Endometriosis is a common gynecological disease with manifestations of endometrial-like tissue outside the uterus. Transforming growth factor-beta (TGF-beta) is known to facilitate a series of biological events in many cells, including migration. However, the roles of TGF-beta in endometriosis still remain largely unknown. The aim of the present study was to discover the role of TGF-beta1 in endometriosis development and progression and its associated mechanisms. It was demonstrated that the expression of TGF-beta1 was significantly elevated in endometriosis in comparison with that in normal tissue.

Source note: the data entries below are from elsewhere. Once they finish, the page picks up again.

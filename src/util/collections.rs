//! Copy-on-write helpers for collections held in state.
//!
//! Each function leaves its input untouched and returns an updated copy,
//! which is what a reducer needs. Out-of-range indices and missing keys
//! produce an unchanged copy.

use std::collections::HashMap;
use std::hash::Hash;

/// Replace the item at `index` with `reducer(item)`.
pub fn update_item<T: Clone>(items: &[T], index: usize, reducer: impl FnOnce(&T) -> T) -> Vec<T> {
    let mut updated = items.to_vec();
    if let Some(item) = updated.get_mut(index) {
        *item = reducer(item);
    }
    updated
}

/// Replace every item matching `predicate` with `reducer(item)`.
pub fn update_items<T: Clone>(
    items: &[T],
    predicate: impl Fn(&T) -> bool,
    reducer: impl Fn(&T) -> T,
) -> Vec<T> {
    items
        .iter()
        .map(|item| if predicate(item) { reducer(item) } else { item.clone() })
        .collect()
}

/// Replace the value under `key` with `reducer(value)`.
pub fn update_entry<K, V>(map: &HashMap<K, V>, key: &K, reducer: impl FnOnce(&V) -> V) -> HashMap<K, V>
where
    K: Eq + Hash + Clone,
    V: Clone,
{
    let mut updated = map.clone();
    if let Some(value) = updated.get_mut(key) {
        *value = reducer(value);
    }
    updated
}

/// Like [`update_entry`], creating the value with `factory` when missing.
pub fn update_entry_or_insert_with<K, V>(
    map: &HashMap<K, V>,
    key: &K,
    factory: impl FnOnce(&K) -> V,
    reducer: impl FnOnce(&V) -> V,
) -> HashMap<K, V>
where
    K: Eq + Hash + Clone,
    V: Clone,
{
    let mut updated = map.clone();
    let next = match updated.get(key) {
        Some(value) => reducer(value),
        None => reducer(&factory(key)),
    };
    updated.insert(key.clone(), next);
    updated
}

/// Move the item at `from` to position `to`, shifting the items between.
pub fn move_item<T: Clone>(items: &[T], from: usize, to: usize) -> Vec<T> {
    let mut updated = items.to_vec();
    if from < updated.len() && to < updated.len() {
        let item = updated.remove(from);
        updated.insert(to, item);
    }
    updated
}

/// Remove the item at `index`.
pub fn remove_item<T: Clone>(items: &[T], index: usize) -> Vec<T> {
    let mut updated = items.to_vec();
    if index < updated.len() {
        updated.remove(index);
    }
    updated
}

#[cfg(test)]
mod tests {
    use super::*;

    #[test]
    fn update_item_touches_only_index() {
        let items = vec![1, 2, 3];
        assert_eq!(update_item(&items, 1, |v| v * 10), vec![1, 20, 3]);
        assert_eq!(update_item(&items, 5, |v| v * 10), items);
    }

    #[test]
    fn update_items_by_predicate() {
        let items = vec![1, 2, 3, 4];
        assert_eq!(update_items(&items, |v| v % 2 == 0, |v| -v), vec![1, -2, 3, -4]);
    }

    #[test]
    fn update_entry_ignores_missing_key() {
        let map = HashMap::from([("a", 1)]);
        assert_eq!(update_entry(&map, &"a", |v| v + 1)[&"a"], 2);
        assert_eq!(update_entry(&map, &"b", |v| v + 1), map);
    }

    #[test]
    fn update_entry_with_factory_inserts() {
        let map: HashMap<&str, i32> = HashMap::new();
        let updated = update_entry_or_insert_with(&map, &"a", |_| 10, |v| v + 1);
        assert_eq!(updated[&"a"], 11);
        assert!(map.is_empty());
    }

    #[test]
    fn move_item_both_directions() {
        let items = vec!['a', 'b', 'c', 'd'];
        assert_eq!(move_item(&items, 0, 2), vec!['b', 'c', 'a', 'd']);
        assert_eq!(move_item(&items, 3, 1), vec!['a', 'd', 'b', 'c']);
        assert_eq!(move_item(&items, 0, 9), items);
    }

    #[test]
    fn remove_item_out_of_range_is_noop() {
        let items = vec![1, 2, 3];
        assert_eq!(remove_item(&items, 0), vec![2, 3]);
        assert_eq!(remove_item(&items, 3), items);
    }
}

Overexpression of TGF-beta increased the proliferation and upregulated proliferating cell nuclear antigen and cyclin D1 in endometrial stromal cells (ESCs). Furthermore, TGF-beta overexpression also triggered a series of biological events occurring in ESCs, including cell migration and invasion, and activated the extracellular signal-regulated kinase (ERK)/mitogen-activated protein kinase (MAPK) signaling pathway. The inhibition of the ERK/MAPK pathway reversed the previous effects of TGF-beta overexpression. Collectively, the present results indicate that overexpression of TGF-beta enhances the migration and invasion of ectopic ESCs via the ERK/MAPK signaling pathway, providing theoretical evidence for the development of new treatment methods targeting the TGF-beta-ERK/MAPK signaling pathway for prophylaxis of endometriosis.